=== Stored data ===
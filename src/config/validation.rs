//! Configuration validation

use super::*;
use crate::error::{Result, ServerError};

/// Validate complete configuration
pub fn validate_config(config: &Config) -> Result<()> {
    validate_server_config(&config.server)?;
    validate_backend_config(&config.backend)?;
    validate_logging_config(&config.logging)?;
    Ok(())
}

/// Validate server configuration
fn validate_server_config(config: &ServerConfig) -> Result<()> {
    if config.host.trim().is_empty() {
        return Err(ServerError::Config(
            "Server host cannot be empty".to_string()
        ));
    }

    if config.drain_timeout_secs > 300 {
        return Err(ServerError::Config(
            "Drain timeout too large (max: 300 seconds)".to_string()
        ));
    }

    if config.grace_margin_ms > 60_000 {
        return Err(ServerError::Config(
            "Grace margin too large (max: 60000 ms)".to_string()
        ));
    }

    if config.max_body_size_mb > 100 {
        return Err(ServerError::Config(
            "Max body size too large (max: 100 MB)".to_string()
        ));
    }

    Ok(())
}

/// Validate backend configuration
fn validate_backend_config(config: &BackendConfig) -> Result<()> {
    if config.timeout_secs == 0 {
        return Err(ServerError::Config(
            "Backend timeout must be greater than 0".to_string()
        ));
    }

    if config.timeout_secs > 300 {
        return Err(ServerError::Config(
            "Backend timeout too large (max: 300 seconds)".to_string()
        ));
    }

    match config.kind {
        BackendKind::Remote => {
            if !config.url.starts_with("http://") && !config.url.starts_with("https://") {
                return Err(ServerError::Config(
                    "Backend URL must start with http:// or https://".to_string()
                ));
            }

            if config.max_retries > 10 {
                return Err(ServerError::Config(
                    "Max retries too large (max: 10)".to_string()
                ));
            }
        }
        BackendKind::Random => {
            if config.dimension == 0 {
                return Err(ServerError::Config(
                    "Random backend dimension must be greater than 0".to_string()
                ));
            }
        }
        BackendKind::Stub => {}
    }

    if config.cache_enabled {
        if config.cache_size == 0 {
            return Err(ServerError::Config(
                "Cache size must be greater than 0 when cache is enabled".to_string()
            ));
        }

        if config.cache_ttl_secs == 0 {
            return Err(ServerError::Config(
                "Cache TTL must be greater than 0 when cache is enabled".to_string()
            ));
        }
    }

    Ok(())
}

/// Validate logging configuration
fn validate_logging_config(config: &LoggingConfig) -> Result<()> {
    match config.format.as_str() {
        "json" | "compact" | "pretty" => Ok(()),
        other => Err(ServerError::Config(format!(
            "Unknown log format '{}' (expected json, compact or pretty)",
            other
        ))),
    }
}
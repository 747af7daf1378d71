//! In-process backends: a deterministic stub and a random placeholder

use super::ComputeBackend;
use crate::error::BackendError;
use async_trait::async_trait;
use rand::Rng;
use std::time::Duration;
use tracing::debug;

/// Returns the same vector for every input, optionally after a fixed delay
#[derive(Debug, Clone)]
pub struct StubBackend {
    vector: Vec<f64>,
    delay: Duration,
}

impl StubBackend {
    pub fn new(vector: Vec<f64>) -> Self {
        Self {
            vector,
            delay: Duration::ZERO,
        }
    }

    /// Sleep for `delay` before answering
    pub fn with_delay(mut self, delay: Duration) -> Self {
        self.delay = delay;
        self
    }
}

#[async_trait]
impl ComputeBackend for StubBackend {
    async fn compute(&self, text: &str) -> Result<Vec<f64>, BackendError> {
        debug!("Stub backend computing {} byte(s)", text.len());
        if !self.delay.is_zero() {
            tokio::time::sleep(self.delay).await;
        }
        Ok(self.vector.clone())
    }

    fn name(&self) -> &str {
        "stub"
    }
}

/// Placeholder model: uniform noise in `[-1, 1)` of a fixed dimension
#[derive(Debug, Clone)]
pub struct RandomBackend {
    dimension: usize,
}

impl RandomBackend {
    pub fn new(dimension: usize) -> Self {
        Self { dimension }
    }

    pub fn dimension(&self) -> usize {
        self.dimension
    }
}

#[async_trait]
impl ComputeBackend for RandomBackend {
    async fn compute(&self, _text: &str) -> Result<Vec<f64>, BackendError> {
        let mut rng = rand::thread_rng();
        Ok((0..self.dimension).map(|_| rng.gen_range(-1.0..1.0)).collect())
    }

    fn name(&self) -> &str {
        "random"
    }
}

#[cfg(test)]
mod tests {
    use super::*;
    use std::time::Instant;

    #[tokio::test]
    async fn test_stub_returns_fixed_vector() {
        let backend = StubBackend::new(vec![0.1, 0.2, 0.3]);
        assert_eq!(backend.compute("hello").await.unwrap(), vec![0.1, 0.2, 0.3]);
        assert_eq!(backend.compute("").await.unwrap(), vec![0.1, 0.2, 0.3]);
    }

    #[tokio::test]
    async fn test_stub_delay() {
        let backend = StubBackend::new(vec![1.0]).with_delay(Duration::from_millis(50));
        let start = Instant::now();
        backend.compute("slow").await.unwrap();
        assert!(start.elapsed() >= Duration::from_millis(50));
    }

    #[tokio::test]
    async fn test_random_dimension() {
        let backend = RandomBackend::new(100);
        let vec = backend.compute("x").await.unwrap();
        assert_eq!(vec.len(), 100);
        assert!(vec.iter().all(|v| (-1.0..1.0).contains(v)));
    }
}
===
Exercise objective:
Which lines in the records above contain the word "greater"? Copy each one.

Solved exercise:
            "Backend timeout must be greater than 0".to_string()
                    "Random backend dimension must be greater than 0".to_string()
                "Cache size must be greater than 0 when cache is enabled".to_string()
                "Cache TTL must be greater than 0 when cache is enabled".to_string()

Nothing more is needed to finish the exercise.